PROVIDED RECORDS Block Start

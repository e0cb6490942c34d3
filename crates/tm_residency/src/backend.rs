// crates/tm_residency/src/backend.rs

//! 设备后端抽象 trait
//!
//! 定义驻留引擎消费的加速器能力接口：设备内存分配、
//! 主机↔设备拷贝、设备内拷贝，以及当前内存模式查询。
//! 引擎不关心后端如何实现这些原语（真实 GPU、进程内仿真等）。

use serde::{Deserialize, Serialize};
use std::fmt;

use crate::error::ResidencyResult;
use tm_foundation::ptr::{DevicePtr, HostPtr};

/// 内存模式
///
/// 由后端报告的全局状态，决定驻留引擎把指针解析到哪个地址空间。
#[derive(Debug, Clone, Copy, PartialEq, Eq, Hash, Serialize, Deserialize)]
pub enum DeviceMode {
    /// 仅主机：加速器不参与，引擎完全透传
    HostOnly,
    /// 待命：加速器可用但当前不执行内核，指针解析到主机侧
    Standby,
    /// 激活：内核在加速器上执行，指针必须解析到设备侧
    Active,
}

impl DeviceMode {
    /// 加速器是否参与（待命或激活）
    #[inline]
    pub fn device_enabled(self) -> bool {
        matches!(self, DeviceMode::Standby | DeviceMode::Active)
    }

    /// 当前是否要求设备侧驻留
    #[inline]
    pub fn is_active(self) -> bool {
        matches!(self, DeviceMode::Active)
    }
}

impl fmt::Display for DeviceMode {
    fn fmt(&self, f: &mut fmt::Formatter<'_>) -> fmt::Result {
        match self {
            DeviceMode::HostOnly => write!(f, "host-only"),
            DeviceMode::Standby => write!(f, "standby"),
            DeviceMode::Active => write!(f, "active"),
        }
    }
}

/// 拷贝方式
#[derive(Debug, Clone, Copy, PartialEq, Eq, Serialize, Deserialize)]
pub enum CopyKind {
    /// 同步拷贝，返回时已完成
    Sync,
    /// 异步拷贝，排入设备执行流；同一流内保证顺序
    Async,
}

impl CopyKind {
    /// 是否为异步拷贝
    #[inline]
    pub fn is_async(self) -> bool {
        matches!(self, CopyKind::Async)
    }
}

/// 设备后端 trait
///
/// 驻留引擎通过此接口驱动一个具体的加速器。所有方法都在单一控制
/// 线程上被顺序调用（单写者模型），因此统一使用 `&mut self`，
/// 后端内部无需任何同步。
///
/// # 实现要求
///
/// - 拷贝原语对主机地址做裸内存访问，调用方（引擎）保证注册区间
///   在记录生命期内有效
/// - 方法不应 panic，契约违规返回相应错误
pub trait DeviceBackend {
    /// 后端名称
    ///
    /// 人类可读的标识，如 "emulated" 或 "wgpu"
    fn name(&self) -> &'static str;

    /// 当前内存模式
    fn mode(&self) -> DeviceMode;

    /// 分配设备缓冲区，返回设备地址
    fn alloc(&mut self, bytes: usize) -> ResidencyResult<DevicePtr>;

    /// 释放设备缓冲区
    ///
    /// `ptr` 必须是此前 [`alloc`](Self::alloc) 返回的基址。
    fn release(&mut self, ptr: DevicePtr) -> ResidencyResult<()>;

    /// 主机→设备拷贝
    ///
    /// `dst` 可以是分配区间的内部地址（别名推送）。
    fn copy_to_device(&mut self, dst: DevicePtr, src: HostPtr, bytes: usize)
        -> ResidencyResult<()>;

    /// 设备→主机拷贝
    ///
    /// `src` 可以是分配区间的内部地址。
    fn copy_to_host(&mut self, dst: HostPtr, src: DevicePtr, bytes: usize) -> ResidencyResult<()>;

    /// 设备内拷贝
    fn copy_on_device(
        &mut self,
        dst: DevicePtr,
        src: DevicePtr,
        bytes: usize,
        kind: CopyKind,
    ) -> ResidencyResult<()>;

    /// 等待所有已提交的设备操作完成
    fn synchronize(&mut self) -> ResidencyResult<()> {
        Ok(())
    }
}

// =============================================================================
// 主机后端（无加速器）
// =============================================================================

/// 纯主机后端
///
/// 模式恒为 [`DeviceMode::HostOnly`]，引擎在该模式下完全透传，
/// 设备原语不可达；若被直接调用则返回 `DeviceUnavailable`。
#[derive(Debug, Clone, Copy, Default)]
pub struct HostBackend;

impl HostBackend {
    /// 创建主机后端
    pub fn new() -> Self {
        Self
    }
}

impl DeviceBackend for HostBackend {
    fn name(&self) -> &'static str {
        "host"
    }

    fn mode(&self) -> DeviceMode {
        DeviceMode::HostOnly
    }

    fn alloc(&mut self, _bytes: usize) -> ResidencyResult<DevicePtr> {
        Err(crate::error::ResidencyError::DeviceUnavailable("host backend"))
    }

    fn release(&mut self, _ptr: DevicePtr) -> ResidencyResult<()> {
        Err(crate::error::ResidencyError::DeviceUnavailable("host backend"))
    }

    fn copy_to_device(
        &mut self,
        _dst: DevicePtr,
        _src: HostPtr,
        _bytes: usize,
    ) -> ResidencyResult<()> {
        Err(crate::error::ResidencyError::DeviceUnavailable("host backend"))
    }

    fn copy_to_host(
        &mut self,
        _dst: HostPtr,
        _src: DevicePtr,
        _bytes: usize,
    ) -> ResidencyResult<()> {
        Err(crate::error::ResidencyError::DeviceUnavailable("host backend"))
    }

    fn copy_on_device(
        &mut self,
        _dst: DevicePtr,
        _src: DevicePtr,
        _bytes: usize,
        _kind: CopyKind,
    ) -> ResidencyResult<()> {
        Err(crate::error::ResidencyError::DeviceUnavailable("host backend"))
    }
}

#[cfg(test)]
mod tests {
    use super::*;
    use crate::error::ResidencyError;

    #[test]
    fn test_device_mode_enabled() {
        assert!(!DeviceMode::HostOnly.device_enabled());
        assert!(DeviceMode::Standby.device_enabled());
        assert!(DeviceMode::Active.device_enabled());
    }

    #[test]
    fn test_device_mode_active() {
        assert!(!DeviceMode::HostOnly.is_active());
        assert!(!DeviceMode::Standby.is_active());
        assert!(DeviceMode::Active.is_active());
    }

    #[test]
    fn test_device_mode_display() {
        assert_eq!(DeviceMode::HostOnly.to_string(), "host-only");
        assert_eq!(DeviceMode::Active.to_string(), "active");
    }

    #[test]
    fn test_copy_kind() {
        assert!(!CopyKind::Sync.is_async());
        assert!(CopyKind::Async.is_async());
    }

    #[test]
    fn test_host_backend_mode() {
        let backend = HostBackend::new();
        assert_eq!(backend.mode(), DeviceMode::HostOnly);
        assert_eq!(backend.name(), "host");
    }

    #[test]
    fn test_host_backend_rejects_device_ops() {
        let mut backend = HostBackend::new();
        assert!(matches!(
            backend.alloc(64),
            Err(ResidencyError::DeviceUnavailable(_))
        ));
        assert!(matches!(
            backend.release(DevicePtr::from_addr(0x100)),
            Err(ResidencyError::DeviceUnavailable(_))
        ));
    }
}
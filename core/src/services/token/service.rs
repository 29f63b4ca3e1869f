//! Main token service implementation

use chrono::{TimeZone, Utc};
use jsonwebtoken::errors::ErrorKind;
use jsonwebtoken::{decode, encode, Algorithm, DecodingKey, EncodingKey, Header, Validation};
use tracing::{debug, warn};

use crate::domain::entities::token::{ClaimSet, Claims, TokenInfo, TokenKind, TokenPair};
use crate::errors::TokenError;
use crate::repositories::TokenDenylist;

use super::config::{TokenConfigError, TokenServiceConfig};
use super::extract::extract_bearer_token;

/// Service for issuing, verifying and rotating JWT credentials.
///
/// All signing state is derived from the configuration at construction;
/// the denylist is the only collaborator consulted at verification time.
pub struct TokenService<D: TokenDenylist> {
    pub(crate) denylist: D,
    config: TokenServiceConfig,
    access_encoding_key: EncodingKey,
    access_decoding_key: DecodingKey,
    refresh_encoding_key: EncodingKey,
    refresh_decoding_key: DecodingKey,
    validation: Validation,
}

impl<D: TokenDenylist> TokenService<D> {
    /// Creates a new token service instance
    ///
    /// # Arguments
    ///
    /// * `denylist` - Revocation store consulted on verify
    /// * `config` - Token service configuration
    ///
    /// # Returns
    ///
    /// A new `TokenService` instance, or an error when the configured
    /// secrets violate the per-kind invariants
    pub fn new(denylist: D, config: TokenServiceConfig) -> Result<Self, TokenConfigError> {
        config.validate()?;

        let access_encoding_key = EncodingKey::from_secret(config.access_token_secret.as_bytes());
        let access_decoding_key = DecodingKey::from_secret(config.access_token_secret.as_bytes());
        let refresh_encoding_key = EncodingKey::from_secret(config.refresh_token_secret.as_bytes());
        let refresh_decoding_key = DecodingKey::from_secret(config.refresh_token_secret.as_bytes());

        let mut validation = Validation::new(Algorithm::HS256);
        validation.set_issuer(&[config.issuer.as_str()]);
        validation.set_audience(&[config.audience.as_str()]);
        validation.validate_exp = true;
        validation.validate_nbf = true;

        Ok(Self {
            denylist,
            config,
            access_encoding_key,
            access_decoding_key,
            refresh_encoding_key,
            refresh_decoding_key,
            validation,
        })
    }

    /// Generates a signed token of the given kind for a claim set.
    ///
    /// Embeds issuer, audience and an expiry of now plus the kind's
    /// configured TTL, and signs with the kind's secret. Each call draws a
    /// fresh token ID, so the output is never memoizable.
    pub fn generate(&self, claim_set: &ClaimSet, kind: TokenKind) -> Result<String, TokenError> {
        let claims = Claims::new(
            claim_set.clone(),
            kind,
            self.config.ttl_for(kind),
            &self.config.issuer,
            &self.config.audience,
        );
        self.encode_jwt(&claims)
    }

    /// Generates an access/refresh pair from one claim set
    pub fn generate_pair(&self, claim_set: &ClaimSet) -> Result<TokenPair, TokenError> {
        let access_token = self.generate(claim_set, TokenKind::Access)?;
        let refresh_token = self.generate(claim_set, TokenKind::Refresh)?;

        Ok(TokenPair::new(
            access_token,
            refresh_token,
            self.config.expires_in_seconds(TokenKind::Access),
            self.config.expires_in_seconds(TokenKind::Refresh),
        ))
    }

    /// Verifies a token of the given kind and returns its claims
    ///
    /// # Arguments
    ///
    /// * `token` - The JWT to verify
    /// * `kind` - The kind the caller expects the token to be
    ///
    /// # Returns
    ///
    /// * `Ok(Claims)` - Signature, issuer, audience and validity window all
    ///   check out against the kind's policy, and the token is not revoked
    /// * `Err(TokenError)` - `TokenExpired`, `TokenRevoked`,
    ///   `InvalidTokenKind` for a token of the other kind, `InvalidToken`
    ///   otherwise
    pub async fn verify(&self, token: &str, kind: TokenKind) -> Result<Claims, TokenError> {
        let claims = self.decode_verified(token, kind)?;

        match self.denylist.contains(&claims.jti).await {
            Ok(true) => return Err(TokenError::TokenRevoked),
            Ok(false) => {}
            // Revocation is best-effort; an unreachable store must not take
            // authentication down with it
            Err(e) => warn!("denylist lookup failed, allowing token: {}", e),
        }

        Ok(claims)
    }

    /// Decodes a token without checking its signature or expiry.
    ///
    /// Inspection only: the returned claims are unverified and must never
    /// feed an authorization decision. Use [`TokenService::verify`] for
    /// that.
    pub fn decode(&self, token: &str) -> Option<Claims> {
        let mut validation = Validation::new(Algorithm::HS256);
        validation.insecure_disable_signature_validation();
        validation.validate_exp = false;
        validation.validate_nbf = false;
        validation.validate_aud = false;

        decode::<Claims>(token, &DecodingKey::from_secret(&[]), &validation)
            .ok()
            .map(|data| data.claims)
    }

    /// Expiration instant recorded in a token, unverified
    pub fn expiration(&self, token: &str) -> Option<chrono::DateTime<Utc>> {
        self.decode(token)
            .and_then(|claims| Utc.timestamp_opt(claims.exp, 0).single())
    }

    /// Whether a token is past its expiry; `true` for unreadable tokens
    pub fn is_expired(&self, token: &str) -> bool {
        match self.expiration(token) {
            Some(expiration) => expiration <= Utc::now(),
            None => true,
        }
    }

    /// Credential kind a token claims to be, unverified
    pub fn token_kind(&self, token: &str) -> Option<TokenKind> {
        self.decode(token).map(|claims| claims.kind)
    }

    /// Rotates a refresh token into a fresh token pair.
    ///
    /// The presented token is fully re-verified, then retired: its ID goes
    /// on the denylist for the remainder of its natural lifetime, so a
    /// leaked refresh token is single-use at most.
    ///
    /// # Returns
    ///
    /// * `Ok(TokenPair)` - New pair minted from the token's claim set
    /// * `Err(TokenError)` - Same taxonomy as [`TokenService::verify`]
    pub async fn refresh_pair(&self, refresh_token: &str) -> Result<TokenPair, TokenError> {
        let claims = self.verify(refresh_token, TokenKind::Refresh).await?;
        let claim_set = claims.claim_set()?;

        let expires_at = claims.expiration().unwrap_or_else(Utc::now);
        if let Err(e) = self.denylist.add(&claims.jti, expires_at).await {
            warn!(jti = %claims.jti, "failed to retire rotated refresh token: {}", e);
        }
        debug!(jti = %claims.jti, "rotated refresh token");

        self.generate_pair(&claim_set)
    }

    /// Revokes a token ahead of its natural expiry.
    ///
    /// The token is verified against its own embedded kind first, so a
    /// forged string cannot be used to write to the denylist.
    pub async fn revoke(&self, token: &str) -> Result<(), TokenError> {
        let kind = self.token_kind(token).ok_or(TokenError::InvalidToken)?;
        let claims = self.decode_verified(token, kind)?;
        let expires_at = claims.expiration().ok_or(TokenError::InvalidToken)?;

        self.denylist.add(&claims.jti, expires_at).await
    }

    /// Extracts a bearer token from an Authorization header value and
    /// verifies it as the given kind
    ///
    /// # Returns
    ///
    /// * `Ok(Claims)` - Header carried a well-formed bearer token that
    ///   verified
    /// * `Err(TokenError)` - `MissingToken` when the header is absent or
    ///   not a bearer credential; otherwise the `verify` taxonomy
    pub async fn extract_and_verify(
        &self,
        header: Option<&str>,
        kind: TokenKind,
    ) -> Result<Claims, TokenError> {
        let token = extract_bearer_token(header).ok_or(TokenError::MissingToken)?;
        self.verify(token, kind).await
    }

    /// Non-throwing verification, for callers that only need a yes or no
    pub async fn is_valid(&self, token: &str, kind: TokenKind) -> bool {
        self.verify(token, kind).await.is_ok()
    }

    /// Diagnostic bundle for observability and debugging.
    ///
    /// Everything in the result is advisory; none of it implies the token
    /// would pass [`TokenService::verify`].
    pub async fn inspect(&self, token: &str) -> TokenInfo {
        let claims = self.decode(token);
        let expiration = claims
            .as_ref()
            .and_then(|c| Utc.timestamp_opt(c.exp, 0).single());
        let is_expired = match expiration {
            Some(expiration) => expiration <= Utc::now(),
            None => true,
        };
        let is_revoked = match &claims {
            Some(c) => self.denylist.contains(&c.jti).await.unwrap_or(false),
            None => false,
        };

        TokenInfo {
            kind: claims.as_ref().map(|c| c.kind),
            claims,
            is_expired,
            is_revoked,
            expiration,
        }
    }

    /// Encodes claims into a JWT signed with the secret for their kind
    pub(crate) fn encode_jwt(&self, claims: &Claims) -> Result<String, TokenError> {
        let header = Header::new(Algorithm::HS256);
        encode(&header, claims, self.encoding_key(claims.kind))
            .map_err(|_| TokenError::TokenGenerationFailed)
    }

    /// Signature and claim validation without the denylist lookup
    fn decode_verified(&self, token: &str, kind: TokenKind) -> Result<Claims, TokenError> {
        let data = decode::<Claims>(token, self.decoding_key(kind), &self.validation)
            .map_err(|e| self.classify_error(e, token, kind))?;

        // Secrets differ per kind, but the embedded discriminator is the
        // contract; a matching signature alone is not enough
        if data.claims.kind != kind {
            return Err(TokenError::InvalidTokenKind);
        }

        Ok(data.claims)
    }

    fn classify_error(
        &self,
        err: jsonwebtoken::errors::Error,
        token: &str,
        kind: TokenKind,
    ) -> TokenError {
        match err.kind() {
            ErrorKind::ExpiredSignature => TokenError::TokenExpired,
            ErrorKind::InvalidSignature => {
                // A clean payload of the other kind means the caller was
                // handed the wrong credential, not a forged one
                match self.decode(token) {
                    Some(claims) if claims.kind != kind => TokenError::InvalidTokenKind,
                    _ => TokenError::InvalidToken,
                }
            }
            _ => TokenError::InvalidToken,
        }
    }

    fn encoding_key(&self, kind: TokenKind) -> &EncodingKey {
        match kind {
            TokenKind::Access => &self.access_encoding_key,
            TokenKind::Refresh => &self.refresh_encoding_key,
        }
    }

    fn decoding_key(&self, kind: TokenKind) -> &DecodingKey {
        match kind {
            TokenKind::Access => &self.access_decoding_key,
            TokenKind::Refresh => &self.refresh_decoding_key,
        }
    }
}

PROVIDED RECORDS Block End

• [YOUR OBJECTIVE] Which lines of the data include the word "bool"? Copy each one.

• [RESULT OF THE TASK]
    pub fn device_enabled(self) -> bool {
    pub fn is_active(self) -> bool {
    pub fn is_async(self) -> bool {
    pub fn is_expired(&self, token: &str) -> bool {
    pub async fn is_valid(&self, token: &str, kind: TokenKind) -> bool {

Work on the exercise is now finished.